# WHAT YOU HAVE TO DO
Each entry below is to be extracted exactly.

# DATASET EXTRACT
- - - - -
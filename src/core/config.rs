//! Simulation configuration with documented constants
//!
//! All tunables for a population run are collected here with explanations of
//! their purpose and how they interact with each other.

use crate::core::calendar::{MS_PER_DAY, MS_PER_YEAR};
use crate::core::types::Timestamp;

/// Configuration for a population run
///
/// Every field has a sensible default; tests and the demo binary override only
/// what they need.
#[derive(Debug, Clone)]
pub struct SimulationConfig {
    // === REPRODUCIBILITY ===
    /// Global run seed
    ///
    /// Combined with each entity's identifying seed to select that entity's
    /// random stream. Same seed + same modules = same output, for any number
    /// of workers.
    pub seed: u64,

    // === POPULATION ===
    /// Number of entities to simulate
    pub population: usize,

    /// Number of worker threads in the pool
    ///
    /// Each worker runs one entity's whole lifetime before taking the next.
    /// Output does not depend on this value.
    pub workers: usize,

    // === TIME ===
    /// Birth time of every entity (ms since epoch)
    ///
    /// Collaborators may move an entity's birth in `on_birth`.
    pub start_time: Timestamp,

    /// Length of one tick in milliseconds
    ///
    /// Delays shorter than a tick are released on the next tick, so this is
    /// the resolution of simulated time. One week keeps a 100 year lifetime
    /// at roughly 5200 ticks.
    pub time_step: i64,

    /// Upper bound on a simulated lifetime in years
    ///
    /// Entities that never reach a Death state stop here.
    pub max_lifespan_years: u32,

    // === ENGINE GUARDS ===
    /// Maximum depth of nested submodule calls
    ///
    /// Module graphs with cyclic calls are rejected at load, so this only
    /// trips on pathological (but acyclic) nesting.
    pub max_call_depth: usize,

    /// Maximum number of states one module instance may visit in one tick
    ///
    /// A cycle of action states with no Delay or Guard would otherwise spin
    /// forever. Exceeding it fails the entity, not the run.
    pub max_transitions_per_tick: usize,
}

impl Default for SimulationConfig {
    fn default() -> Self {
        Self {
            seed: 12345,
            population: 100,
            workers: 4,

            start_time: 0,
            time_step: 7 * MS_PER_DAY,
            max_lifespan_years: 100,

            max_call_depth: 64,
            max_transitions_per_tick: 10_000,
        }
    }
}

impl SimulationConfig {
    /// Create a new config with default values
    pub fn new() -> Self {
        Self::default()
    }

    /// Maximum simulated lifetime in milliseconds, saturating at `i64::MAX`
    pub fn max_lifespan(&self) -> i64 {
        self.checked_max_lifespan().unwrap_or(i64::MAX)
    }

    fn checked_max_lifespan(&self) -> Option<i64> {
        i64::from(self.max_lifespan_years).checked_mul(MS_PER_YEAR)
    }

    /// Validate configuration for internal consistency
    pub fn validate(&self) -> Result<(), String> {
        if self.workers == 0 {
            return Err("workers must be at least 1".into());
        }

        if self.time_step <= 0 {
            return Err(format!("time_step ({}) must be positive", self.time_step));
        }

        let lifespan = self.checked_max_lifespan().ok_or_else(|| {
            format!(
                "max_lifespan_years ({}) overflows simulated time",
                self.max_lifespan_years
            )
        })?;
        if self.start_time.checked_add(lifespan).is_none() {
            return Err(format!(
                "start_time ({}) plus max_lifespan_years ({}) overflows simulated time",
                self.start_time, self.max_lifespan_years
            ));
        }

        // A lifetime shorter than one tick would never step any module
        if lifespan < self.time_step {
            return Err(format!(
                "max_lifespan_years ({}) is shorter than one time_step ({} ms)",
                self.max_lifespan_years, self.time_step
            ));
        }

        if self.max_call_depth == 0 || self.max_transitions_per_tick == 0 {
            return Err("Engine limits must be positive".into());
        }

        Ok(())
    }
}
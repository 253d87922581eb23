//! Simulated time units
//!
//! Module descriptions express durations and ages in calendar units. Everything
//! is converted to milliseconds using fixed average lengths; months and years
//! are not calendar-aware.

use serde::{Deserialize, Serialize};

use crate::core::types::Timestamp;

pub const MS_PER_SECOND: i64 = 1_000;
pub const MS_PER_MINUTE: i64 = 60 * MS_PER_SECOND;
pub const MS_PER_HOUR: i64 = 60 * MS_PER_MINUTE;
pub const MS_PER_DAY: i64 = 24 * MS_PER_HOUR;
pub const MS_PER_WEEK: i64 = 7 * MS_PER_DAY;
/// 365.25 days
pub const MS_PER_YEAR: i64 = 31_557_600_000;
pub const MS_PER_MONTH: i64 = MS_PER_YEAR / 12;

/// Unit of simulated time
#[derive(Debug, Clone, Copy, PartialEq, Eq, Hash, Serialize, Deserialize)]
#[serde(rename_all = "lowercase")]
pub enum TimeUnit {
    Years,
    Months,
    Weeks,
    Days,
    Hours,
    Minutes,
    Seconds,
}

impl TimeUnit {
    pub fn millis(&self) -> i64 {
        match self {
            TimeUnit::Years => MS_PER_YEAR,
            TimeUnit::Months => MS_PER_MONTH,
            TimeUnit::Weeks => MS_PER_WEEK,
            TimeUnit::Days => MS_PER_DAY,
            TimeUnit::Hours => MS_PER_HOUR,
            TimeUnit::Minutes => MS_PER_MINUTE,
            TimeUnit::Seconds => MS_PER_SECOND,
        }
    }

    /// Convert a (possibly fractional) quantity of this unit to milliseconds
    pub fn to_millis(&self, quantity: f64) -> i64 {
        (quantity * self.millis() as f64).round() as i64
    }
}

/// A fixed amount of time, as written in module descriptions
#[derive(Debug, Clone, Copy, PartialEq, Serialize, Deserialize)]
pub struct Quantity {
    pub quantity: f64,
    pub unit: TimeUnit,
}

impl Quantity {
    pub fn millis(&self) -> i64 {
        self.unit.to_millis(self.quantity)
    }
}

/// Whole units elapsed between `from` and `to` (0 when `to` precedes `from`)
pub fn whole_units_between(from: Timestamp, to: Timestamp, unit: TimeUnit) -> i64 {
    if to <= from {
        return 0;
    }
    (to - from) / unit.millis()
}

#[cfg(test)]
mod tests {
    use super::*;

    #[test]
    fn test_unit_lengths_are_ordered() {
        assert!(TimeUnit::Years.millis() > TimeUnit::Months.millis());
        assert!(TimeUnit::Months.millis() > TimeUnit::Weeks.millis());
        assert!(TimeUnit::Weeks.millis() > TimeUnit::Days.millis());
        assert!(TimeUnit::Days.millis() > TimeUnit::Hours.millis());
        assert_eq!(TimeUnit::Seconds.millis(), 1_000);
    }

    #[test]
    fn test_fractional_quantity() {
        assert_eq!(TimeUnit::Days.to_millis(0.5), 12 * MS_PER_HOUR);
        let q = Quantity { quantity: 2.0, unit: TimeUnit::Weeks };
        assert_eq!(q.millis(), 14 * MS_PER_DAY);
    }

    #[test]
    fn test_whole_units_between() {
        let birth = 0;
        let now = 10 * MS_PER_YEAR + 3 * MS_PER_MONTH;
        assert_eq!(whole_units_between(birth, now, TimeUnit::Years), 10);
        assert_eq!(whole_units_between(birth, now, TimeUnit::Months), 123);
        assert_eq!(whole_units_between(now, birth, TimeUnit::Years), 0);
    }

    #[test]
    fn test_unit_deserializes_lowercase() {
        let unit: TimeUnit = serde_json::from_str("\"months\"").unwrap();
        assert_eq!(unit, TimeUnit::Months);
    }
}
- - - - -
# WRITTEN ANSWER
filename src/core/config.rs
//! Simulation configuration with documented constants
//!
//! All tunables for a population run are collected here with explanations of
//! their purpose and how they interact with each other.

use crate::core::calendar::{MS_PER_DAY, MS_PER_YEAR};
use crate::core::types::Timestamp;

/// Configuration for a population run
///
/// Every field has a sensible default; tests and the demo binary override only
/// what they need.
#[derive(Debug, Clone)]
pub struct SimulationConfig {
    // === REPRODUCIBILITY ===
    /// Global run seed
    ///
    /// Combined with each entity's identifying seed to select that entity's
    /// random stream. Same seed + same modules = same output, for any number
    /// of workers.
    pub seed: u64,

    // === POPULATION ===
    /// Number of entities to simulate
    pub population: usize,

    /// Number of worker threads in the pool
    ///
    /// Each worker runs one entity's whole lifetime before taking the next.
    /// Output does not depend on this value.
    pub workers: usize,

    // === TIME ===
    /// Birth time of every entity (ms since epoch)
    ///
    /// Collaborators may move an entity's birth in `on_birth`.
    pub start_time: Timestamp,

    /// Length of one tick in milliseconds
    ///
    /// Delays shorter than a tick are released on the next tick, so this is
    /// the resolution of simulated time. One week keeps a 100 year lifetime
    /// at roughly 5200 ticks.
    pub time_step: i64,

    /// Upper bound on a simulated lifetime in years
    ///
    /// Entities that never reach a Death state stop here.
    pub max_lifespan_years: u32,

    // === ENGINE GUARDS ===
    /// Maximum depth of nested submodule calls
    ///
    /// Module graphs with cyclic calls are rejected at load, so this only
    /// trips on pathological (but acyclic) nesting.
    pub max_call_depth: usize,

    /// Maximum number of states one module instance may visit in one tick
    ///
    /// A cycle of action states with no Delay or Guard would otherwise spin
    /// forever. Exceeding it fails the entity, not the run.
    pub max_transitions_per_tick: usize,
}

impl Default for SimulationConfig {
    fn default() -> Self {
        Self {
            seed: 12345,
            population: 100,
            workers: 4,

            start_time: 0,
            time_step: 7 * MS_PER_DAY,
            max_lifespan_years: 100,

            max_call_depth: 64,
            max_transitions_per_tick: 10_000,
        }
    }
}

impl SimulationConfig {
    /// Create a new config with default values
    pub fn new() -> Self {
        Self::default()
    }

    /// Maximum simulated lifetime in milliseconds, saturating at `i64::MAX`
    pub fn max_lifespan(&self) -> i64 {
        self.checked_max_lifespan().unwrap_or(i64::MAX)
    }

    fn checked_max_lifespan(&self) -> Option<i64> {
        i64::from(self.max_lifespan_years).checked_mul(MS_PER_YEAR)
    }

    /// Validate configuration for internal consistency
    pub fn validate(&self) -> Result<(), String> {
        if self.workers == 0 {
            return Err("workers must be at least 1".into());
        }

        if self.time_step <= 0 {
            return Err(format!("time_step ({}) must be positive", self.time_step));
        }

        let lifespan = self.checked_max_lifespan().ok_or_else(|| {
            format!(
                "max_lifespan_years ({}) overflows simulated time",
                self.max_lifespan_years
            )
        })?;
        if self.start_time.checked_add(lifespan).is_none() {
            return Err(format!(
                "start_time ({}) plus max_lifespan_years ({}) overflows simulated time",
                self.start_time, self.max_lifespan_years
            ));
        }

        // A lifetime shorter than one tick would never step any module
        if lifespan < self.time_step {
            return Err(format!(
                "max_lifespan_years ({}) is shorter than one time_step ({} ms)",
                self.max_lifespan_years, self.time_step
            ));
        }

        if self.max_call_depth == 0 || self.max_transitions_per_tick == 0 {
            return Err("Engine limits must be positive".into());
        }

        Ok(())
    }
}
repository 253d87922581eb23
//! Simulated time units
//!
//! Module descriptions express durations and ages in calendar units. Everything
//! is converted to milliseconds using fixed average lengths; months and years
//! are not calendar-aware.

use serde::{Deserialize, Serialize};

use crate::core::types::Timestamp;

pub const MS_PER_SECOND: i64 = 1_000;
pub const MS_PER_MINUTE: i64 = 60 * MS_PER_SECOND;
pub const MS_PER_HOUR: i64 = 60 * MS_PER_MINUTE;
pub const MS_PER_DAY: i64 = 24 * MS_PER_HOUR;
pub const MS_PER_WEEK: i64 = 7 * MS_PER_DAY;
/// 365.25 days
pub const MS_PER_YEAR: i64 = 31_557_600_000;
pub const MS_PER_MONTH: i64 = MS_PER_YEAR / 12;

/// Unit of simulated time
#[derive(Debug, Clone, Copy, PartialEq, Eq, Hash, Serialize, Deserialize)]
#[serde(rename_all = "lowercase")]
pub enum TimeUnit {
    Years,
    Months,
    Weeks,
    Days,
    Hours,
    Minutes,
    Seconds,
}

impl TimeUnit {
    pub fn millis(&self) -> i64 {
        match self {
            TimeUnit::Years => MS_PER_YEAR,
            TimeUnit::Months => MS_PER_MONTH,
            TimeUnit::Weeks => MS_PER_WEEK,
            TimeUnit::Days => MS_PER_DAY,
            TimeUnit::Hours => MS_PER_HOUR,
            TimeUnit::Minutes => MS_PER_MINUTE,
            TimeUnit::Seconds => MS_PER_SECOND,
        }
    }

    /// Convert a (possibly fractional) quantity of this unit to milliseconds
    pub fn to_millis(&self, quantity: f64) -> i64 {
        (quantity * self.millis() as f64).round() as i64
    }
}

/// A fixed amount of time, as written in module descriptions
#[derive(Debug, Clone, Copy, PartialEq, Serialize, Deserialize)]
pub struct Quantity {
    pub quantity: f64,
    pub unit: TimeUnit,
}

impl Quantity {
    pub fn millis(&self) -> i64 {
        self.unit.to_millis(self.quantity)
    }
}

/// Whole units elapsed between `from` and `to` (0 when `to` precedes `from`)
pub fn whole_units_between(from: Timestamp, to: Timestamp, unit: TimeUnit) -> i64 {
    if to <= from {
        return 0;
    }
    (to - from) / unit.millis()
}

#[cfg(test)]
mod tests {
    use super::*;

    #[test]
    fn test_unit_lengths_are_ordered() {
        assert!(TimeUnit::Years.millis() > TimeUnit::Months.millis());
        assert!(TimeUnit::Months.millis() > TimeUnit::Weeks.millis());
        assert!(TimeUnit::Weeks.millis() > TimeUnit::Days.millis());
        assert!(TimeUnit::Days.millis() > TimeUnit::Hours.millis());
        assert_eq!(TimeUnit::Seconds.millis(), 1_000);
    }

    #[test]
    fn test_fractional_quantity() {
        assert_eq!(TimeUnit::Days.to_millis(0.5), 12 * MS_PER_HOUR);
        let q = Quantity { quantity: 2.0, unit: TimeUnit::Weeks };
        assert_eq!(q.millis(), 14 * MS_PER_DAY);
    }

    #[test]
    fn test_whole_units_between() {
        let birth = 0;
        let now = 10 * MS_PER_YEAR + 3 * MS_PER_MONTH;
        assert_eq!(whole_units_between(birth, now, TimeUnit::Years), 10);
        assert_eq!(whole_units_between(birth, now, TimeUnit::Months), 123);
        assert_eq!(whole_units_between(now, birth, TimeUnit::Years), 0);
    }

    #[test]
    fn test_unit_deserializes_lowercase() {
        let unit: TimeUnit = serde_json::from_str("\"months\"").unwrap();
        assert_eq!(unit, TimeUnit::Months);
    }
}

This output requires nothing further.